Exercise directions: Retype the entire listing, keeping every word as it is.
Given information Block Start
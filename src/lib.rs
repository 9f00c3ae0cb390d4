#![doc = include_str!("../README.md")]
#![cfg_attr(feature = "document-features", doc = "## feature flags")]
#![cfg_attr(feature = "document-features", doc = document_features::document_features!())]
#![no_std]

extern crate alloc;

#[cfg(test)]
extern crate std;

use bevy_app::prelude::*;
use bevy_ecs::schedule::IntoScheduleConfigs;

pub mod array;
pub mod graph;
pub mod signal;
#[allow(missing_docs)]
pub mod utils;

/// Includes the systems required for [shoal](crate) to function.
#[derive(Default)]
pub struct ShoalPlugin;

impl Plugin for ShoalPlugin {
    fn build(&self, app: &mut App) {
        app.add_systems(
            Last,
            (
                array::flush_array_replays,
                graph::process_signal_graph,
                graph::flush_cleanup_signals,
                array::flush_orphaned_processors,
                array::despawn_stale_mutable_arrays,
            )
                .chain(),
        );
    }
}

/// `use shoal::prelude::*;` imports everything one needs to start using [shoal](crate).
pub mod prelude {
    pub use crate::{
        ShoalPlugin,
        array::{ArraySignalExt, MutableArray},
        graph::{SignalHandle, SignalHandles},
        signal::{Signal, SignalBuilder, SignalExt},
        utils::{LazyEntity, clone},
    };
}
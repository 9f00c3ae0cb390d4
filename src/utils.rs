use core::ops::Deref;

use bevy_ecs::prelude::*;
use bevy_platform::sync::{Arc, OnceLock};
#[doc(no_inline)]
pub use enclose::enclose as clone;

/// A deferred, thread-safe, clone-able handle to an [`Entity`]. Useful when the existence of an
/// entity is known at compile time but it can't be referenced until after it's spawned, e.g. in the
/// bodies of systems.
#[derive(Default, Clone)]
pub struct LazyEntity(Arc<OnceLock<Entity>>);

const LAZY_ENTITY_GET_ERROR: &str = "LazyEntity does not contain an Entity";

impl LazyEntity {
    #[allow(missing_docs)]
    pub fn new() -> Self {
        Self::default()
    }

    /// Set the [`Entity`], panicking if it was already set.
    #[track_caller]
    pub fn set(&self, entity: Entity) {
        self.0.set(entity).expect("LazyEntity already contains an Entity");
    }

    /// Get the [`Entity`], panicking if it was not set.
    #[track_caller]
    pub fn get(&self) -> Entity {
        self.0.get().copied().expect(LAZY_ENTITY_GET_ERROR)
    }
}

impl Deref for LazyEntity {
    type Target = Entity;

    #[track_caller]
    fn deref(&self) -> &Self::Target {
        self.0.get().expect(LAZY_ENTITY_GET_ERROR)
    }
}

impl From<LazyEntity> for Entity {
    #[track_caller]
    fn from(lazy: LazyEntity) -> Entity {
        lazy.get()
    }
}

/// Convenience trait for [`Send`] + [`Sync`] + 'static.
pub trait SSs: Send + Sync + 'static {}
impl<T: Send + Sync + 'static> SSs for T {}
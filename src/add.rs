use crate::{
    error::{During, StoreResult},
    model::NewCharacter,
    sqlite::basics::execute,
};

use rusqlite::{params, Connection};
use tracing::{info, warn};

const INSERT_CHARACTER: &str = "INSERT INTO characters (name, species, homeworld, height, affiliation)
     VALUES (?, ?, ?, ?, ?)";

///
/// Insert a new character.
/// # Arguments
/// * `conn` - the Rusqlite connection to the database
/// * `input` - the new record to be inserted
/// # Returns
/// * `Ok(id)` - the id the store assigned to the new row
/// * `Err(StoreError::ConstraintViolation)` - the store rejected the row, e.g. a duplicate name
pub fn insert(conn: &Connection, input: &NewCharacter) -> StoreResult<i64> {
    let NewCharacter {
        name,
        species,
        homeworld,
        height,
        affiliation,
    } = input;
    execute(
        conn,
        ("insert", name.as_str()),
        INSERT_CHARACTER,
        params![name, species, homeworld, height, affiliation],
    )?;
    let id = conn.last_insert_rowid();
    info!(name = name.as_str(), id, "added character");
    Ok(id)
}

///
/// Insert several characters with one prepared statement.
///
/// The rows are written inside a named savepoint: either every row is
/// stored or, when any of them is rejected, none is. A savepoint nests, so
/// the batch also works inside a transaction the caller already opened,
/// in which case the rows stay pending until the caller commits.
/// # Returns
/// * `Ok(count)` - the number of inserted rows
pub fn insert_batch(conn: &Connection, inputs: &[NewCharacter]) -> StoreResult<usize> {
    if inputs.is_empty() {
        return Ok(0);
    }
    let op = "insert_batch";
    conn.execute_batch("SAVEPOINT insert_batch")
        .during(op, inputs.len())?;
    match insert_each(conn, inputs) {
        Ok(total) => {
            conn.execute_batch("RELEASE insert_batch")
                .during(op, inputs.len())?;
            info!(count = total, "added characters");
            Ok(total)
        }
        Err(err) => {
            // the rejected row's error wins over a failed rollback
            if let Err(rollback) =
                conn.execute_batch("ROLLBACK TO insert_batch; RELEASE insert_batch")
            {
                warn!(error = %rollback, "failed to roll back the batch");
            }
            Err(err)
        }
    }
}

fn insert_each(conn: &Connection, inputs: &[NewCharacter]) -> StoreResult<usize> {
    let op = "insert_batch";
    let mut stmt = conn.prepare(INSERT_CHARACTER).during(op, inputs.len())?;
    let mut total = 0;
    for input in inputs {
        total += stmt
            .execute(params![
                input.name,
                input.species,
                input.homeworld,
                input.height,
                input.affiliation
            ])
            .during(op, &input.name)?;
    }
    Ok(total)
}
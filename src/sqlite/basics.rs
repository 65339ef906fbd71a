use super::shift::FromRow;
use crate::error::{During, StoreResult};

use rusqlite::{Connection, OptionalExtension, Params};
use tracing::debug;

///
/// The name of an operation and its key parameter,
/// carried into logs and errors, e.g. `("by_name", "Luke Skywalker")`
pub type OpKey<'a> = (&'static str, &'a str);

///
/// fetch all matching records
/// # Arguments
/// * `conn` - the Rusqlite connection to the database
/// * `(op, key)` - the operation name and its key parameter
/// * `sql` - the statement, with `?` placeholders only
/// * `params` - the bound parameters
pub fn fetch_all<T: FromRow>(
    conn: &Connection,
    (op, key): OpKey,
    sql: &str,
    params: impl Params,
) -> StoreResult<Vec<T>> {
    debug!(op, key, "fetching rows");
    let mut stmt = conn.prepare(sql).during(op, key)?;
    let mut rows = stmt.query(params).during(op, key)?;
    let mut result = Vec::new();
    while let Some(row) = rows.next().during(op, key)? {
        result.push(T::from_row(row).during(op, key)?);
    }
    Ok(result)
}

///
/// fetch the first matching record, `None` if nothing matched
pub fn fetch_one<T: FromRow>(
    conn: &Connection,
    (op, key): OpKey,
    sql: &str,
    params: impl Params,
) -> StoreResult<Option<T>> {
    debug!(op, key, "fetching one row");
    conn.query_row(sql, params, T::from_row)
        .optional()
        .during(op, key)
}

///
/// run a write statement and return the number of affected rows
pub fn execute(
    conn: &Connection,
    (op, key): OpKey,
    sql: &str,
    params: impl Params,
) -> StoreResult<usize> {
    debug!(op, key, "executing statement");
    conn.execute(sql, params).during(op, key)
}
Given information Block End
Solution:
filename src/lib.rs
repository 9f00c3ae0cb390d4
#![doc = include_str!("../README.md")]
#![cfg_attr(feature = "document-features", doc = "## feature flags")]
#![cfg_attr(feature = "document-features", doc = document_features::document_features!())]
#![no_std]

extern crate alloc;

#[cfg(test)]
extern crate std;

use bevy_app::prelude::*;
use bevy_ecs::schedule::IntoScheduleConfigs;

pub mod array;
pub mod graph;
pub mod signal;
#[allow(missing_docs)]
pub mod utils;

/// Includes the systems required for [shoal](crate) to function.
#[derive(Default)]
pub struct ShoalPlugin;

impl Plugin for ShoalPlugin {
    fn build(&self, app: &mut App) {
        app.add_systems(
            Last,
            (
                array::flush_array_replays,
                graph::process_signal_graph,
                graph::flush_cleanup_signals,
                array::flush_orphaned_processors,
                array::despawn_stale_mutable_arrays,
            )
                .chain(),
        );
    }
}

/// `use shoal::prelude::*;` imports everything one needs to start using [shoal](crate).
pub mod prelude {
    pub use crate::{
        ShoalPlugin,
        array::{ArraySignalExt, MutableArray},
        graph::{SignalHandle, SignalHandles},
        signal::{Signal, SignalBuilder, SignalExt},
        utils::{LazyEntity, clone},
    };
}
repository 9f00c3ae0cb390d4
filename src/utils.rs
use core::ops::Deref;

use bevy_ecs::prelude::*;
use bevy_platform::sync::{Arc, OnceLock};
#[doc(no_inline)]
pub use enclose::enclose as clone;

/// A deferred, thread-safe, clone-able handle to an [`Entity`]. Useful when the existence of an
/// entity is known at compile time but it can't be referenced until after it's spawned, e.g. in the
/// bodies of systems.
#[derive(Default, Clone)]
pub struct LazyEntity(Arc<OnceLock<Entity>>);

const LAZY_ENTITY_GET_ERROR: &str = "LazyEntity does not contain an Entity";

impl LazyEntity {
    #[allow(missing_docs)]
    pub fn new() -> Self {
        Self::default()
    }

    /// Set the [`Entity`], panicking if it was already set.
    #[track_caller]
    pub fn set(&self, entity: Entity) {
        self.0.set(entity).expect("LazyEntity already contains an Entity");
    }

    /// Get the [`Entity`], panicking if it was not set.
    #[track_caller]
    pub fn get(&self) -> Entity {
        self.0.get().copied().expect(LAZY_ENTITY_GET_ERROR)
    }
}

impl Deref for LazyEntity {
    type Target = Entity;

    #[track_caller]
    fn deref(&self) -> &Self::Target {
        self.0.get().expect(LAZY_ENTITY_GET_ERROR)
    }
}

impl From<LazyEntity> for Entity {
    #[track_caller]
    fn from(lazy: LazyEntity) -> Entity {
        lazy.get()
    }
}

/// Convenience trait for [`Send`] + [`Sync`] + 'static.
pub trait SSs: Send + Sync + 'static {}
impl<T: Send + Sync + 'static> SSs for T {}
filename src/add.rs
use crate::{
    error::{During, StoreResult},
    model::NewCharacter,
    sqlite::basics::execute,
};

use rusqlite::{params, Connection};
use tracing::{info, warn};

const INSERT_CHARACTER: &str = "INSERT INTO characters (name, species, homeworld, height, affiliation)
     VALUES (?, ?, ?, ?, ?)";

///
/// Insert a new character.
/// # Arguments
/// * `conn` - the Rusqlite connection to the database
/// * `input` - the new record to be inserted
/// # Returns
/// * `Ok(id)` - the id the store assigned to the new row
/// * `Err(StoreError::ConstraintViolation)` - the store rejected the row, e.g. a duplicate name
pub fn insert(conn: &Connection, input: &NewCharacter) -> StoreResult<i64> {
    let NewCharacter {
        name,
        species,
        homeworld,
        height,
        affiliation,
    } = input;
    execute(
        conn,
        ("insert", name.as_str()),
        INSERT_CHARACTER,
        params![name, species, homeworld, height, affiliation],
    )?;
    let id = conn.last_insert_rowid();
    info!(name = name.as_str(), id, "added character");
    Ok(id)
}

///
/// Insert several characters with one prepared statement.
///
/// The rows are written inside a named savepoint: either every row is
/// stored or, when any of them is rejected, none is. A savepoint nests, so
/// the batch also works inside a transaction the caller already opened,
/// in which case the rows stay pending until the caller commits.
/// # Returns
/// * `Ok(count)` - the number of inserted rows
pub fn insert_batch(conn: &Connection, inputs: &[NewCharacter]) -> StoreResult<usize> {
    if inputs.is_empty() {
        return Ok(0);
    }
    let op = "insert_batch";
    conn.execute_batch("SAVEPOINT insert_batch")
        .during(op, inputs.len())?;
    match insert_each(conn, inputs) {
        Ok(total) => {
            conn.execute_batch("RELEASE insert_batch")
                .during(op, inputs.len())?;
            info!(count = total, "added characters");
            Ok(total)
        }
        Err(err) => {
            // the rejected row's error wins over a failed rollback
            if let Err(rollback) =
                conn.execute_batch("ROLLBACK TO insert_batch; RELEASE insert_batch")
            {
                warn!(error = %rollback, "failed to roll back the batch");
            }
            Err(err)
        }
    }
}

fn insert_each(conn: &Connection, inputs: &[NewCharacter]) -> StoreResult<usize> {
    let op = "insert_batch";
    let mut stmt = conn.prepare(INSERT_CHARACTER).during(op, inputs.len())?;
    let mut total = 0;
    for input in inputs {
        total += stmt
            .execute(params![
                input.name,
                input.species,
                input.homeworld,
                input.height,
                input.affiliation
            ])
            .during(op, &input.name)?;
    }
    Ok(total)
}
filename src/sqlite/basics.rs
repository 65339ef906fbd71a
use super::shift::FromRow;
use crate::error::{During, StoreResult};

use rusqlite::{Connection, OptionalExtension, Params};
use tracing::debug;

///
/// The name of an operation and its key parameter,
/// carried into logs and errors, e.g. `("by_name", "Luke Skywalker")`
pub type OpKey<'a> = (&'static str, &'a str);

///
/// fetch all matching records
/// # Arguments
/// * `conn` - the Rusqlite connection to the database
/// * `(op, key)` - the operation name and its key parameter
/// * `sql` - the statement, with `?` placeholders only
/// * `params` - the bound parameters
pub fn fetch_all<T: FromRow>(
    conn: &Connection,
    (op, key): OpKey,
    sql: &str,
    params: impl Params,
) -> StoreResult<Vec<T>> {
    debug!(op, key, "fetching rows");
    let mut stmt = conn.prepare(sql).during(op, key)?;
    let mut rows = stmt.query(params).during(op, key)?;
    let mut result = Vec::new();
    while let Some(row) = rows.next().during(op, key)? {
        result.push(T::from_row(row).during(op, key)?);
    }
    Ok(result)
}

///
/// fetch the first matching record, `None` if nothing matched
pub fn fetch_one<T: FromRow>(
    conn: &Connection,
    (op, key): OpKey,
    sql: &str,
    params: impl Params,
) -> StoreResult<Option<T>> {
    debug!(op, key, "fetching one row");
    conn.query_row(sql, params, T::from_row)
        .optional()
        .during(op, key)
}

///
/// run a write statement and return the number of affected rows
pub fn execute(
    conn: &Connection,
    (op, key): OpKey,
    sql: &str,
    params: impl Params,
) -> StoreResult<usize> {
    debug!(op, key, "executing statement");
    conn.execute(sql, params).during(op, key)
}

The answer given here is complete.